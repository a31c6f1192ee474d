//! Double-submit cookie CSRF protection for state-changing auth API calls.
//!
//! The token lives in a `__Host`-scoped HttpOnly cookie and must be echoed
//! back in the `x-csrf-token` header. Comparison is constant-time. Missing or
//! mismatched tokens fail closed.

use axum::body::Body;
use axum::http::{HeaderMap, Method, Response, StatusCode};
use axum::response::IntoResponse;
use axum::Json;
use cookie::SameSite;
use rand::RngCore;
use serde_json::json;

use crate::http::cookies::{request_cookie, set_cookie};
use crate::security::cors::is_api_path;

pub const CSRF_COOKIE: &str = "__Host-csrf_token";
pub const CSRF_HEADER: &str = "x-csrf-token";

/// CSRF verification failure, rendered as a 403.
#[derive(Debug, PartialEq, Eq)]
pub struct CsrfRejection;

impl IntoResponse for CsrfRejection {
    fn into_response(self) -> Response<Body> {
        (
            StatusCode::FORBIDDEN,
            Json(json!({"code": "CSRF_TOKEN_INVALID"})),
        )
            .into_response()
    }
}

/// True for the calls the double-submit check covers: state-changing methods
/// on auth API paths.
pub fn applies(method: &Method, path: &str) -> bool {
    let state_changing = matches!(
        *method,
        Method::POST | Method::PUT | Method::PATCH | Method::DELETE
    );
    state_changing && is_api_path(path) && path.split('/').any(|segment| segment == "auth")
}

/// Generate fresh token material.
pub fn issue_token() -> String {
    let mut bytes = [0u8; 32];
    rand::thread_rng().fill_bytes(&mut bytes);
    hex::encode(bytes)
}

/// Attach the token cookie. `__Host-` prefixed cookies are always Secure,
/// path `/`, and carry no Domain attribute.
pub fn attach_token(headers: &mut HeaderMap, token: &str) {
    set_cookie(headers, CSRF_COOKIE, token, SameSite::Strict, true);
}

/// Verify the double-submit pair on a request.
pub fn verify(headers: &HeaderMap) -> Result<(), CsrfRejection> {
    let cookie_token = request_cookie(headers, CSRF_COOKIE).ok_or(CsrfRejection)?;
    let header_token = headers
        .get(CSRF_HEADER)
        .and_then(|v| v.to_str().ok())
        .ok_or(CsrfRejection)?;

    if constant_time_compare(cookie_token.as_bytes(), header_token.as_bytes()) {
        Ok(())
    } else {
        Err(CsrfRejection)
    }
}

/// Byte comparison without early exit on the first mismatch.
pub fn constant_time_compare(a: &[u8], b: &[u8]) -> bool {
    if a.len() != b.len() {
        return false;
    }
    let mut diff = 0u8;
    for (x, y) in a.iter().zip(b.iter()) {
        diff |= x ^ y;
    }
    diff == 0
}
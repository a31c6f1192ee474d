//! Per-request tenant and locale resolution.
//!
//! # Responsibilities
//! - Map cookies, host header, and path segments to a tenant identity
//! - Resolve the request locale and rebuild the canonical path
//! - Mirror the resolution onto responses (cookies + headers)
//!
//! # Design Decisions
//! - Domain match is authoritative and overrides a cookie match
//! - A known-slug path segment is always stripped when no domain matched,
//!   even if the tenant was already adopted from a cookie
//! - Store "relation missing" is recovered as "no tenant", never an error

use std::sync::Arc;

use axum::http::header::HOST;
use axum::http::{HeaderMap, HeaderValue, Request, Response};
use cookie::SameSite;

use crate::config::schema::{LocalesConfig, TenantsConfig};
use crate::http::cookies::{remove_cookie, request_cookie, set_cookie};
use crate::observability::metrics;
use crate::tenant::cache::TenantCache;
use crate::tenant::store::{StoreError, TenantStore};
use crate::tenant::types::{TenantRecord, TenantResolution, TenantSource};

pub const TENANT_SLUG_COOKIE: &str = "tenant_slug";
pub const TENANT_LOCALE_COOKIE: &str = "tenant_locale";
pub const TENANT_DOMAIN_COOKIE: &str = "tenant_domain";

pub const TENANT_SLUG_HEADER: &str = "tenant-slug";
pub const TENANT_LOCALE_HEADER: &str = "tenant-locale";
pub const TENANT_SOURCE_HEADER: &str = "tenant-source";
pub const TENANT_DOMAIN_HEADER: &str = "tenant-domain";

/// Resolves inbound requests to a tenant, locale, and canonical path.
pub struct TenantResolver {
    store: Arc<dyn TenantStore>,
    cache: TenantCache,
    tenants: TenantsConfig,
    locales: LocalesConfig,
}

•••

◆ Problem ◆
Repeat only the lines above, from the first line of the entries through the line that contains "constant-time. Missing or", including both ends.

◆ Problem solution ◆
repository a31c6f1192ee474d
//! Double-submit cookie CSRF protection for state-changing auth API calls.
//!
//! The token lives in a `__Host`-scoped HttpOnly cookie and must be echoed
//! back in the `x-csrf-token` header. Comparison is constant-time. Missing or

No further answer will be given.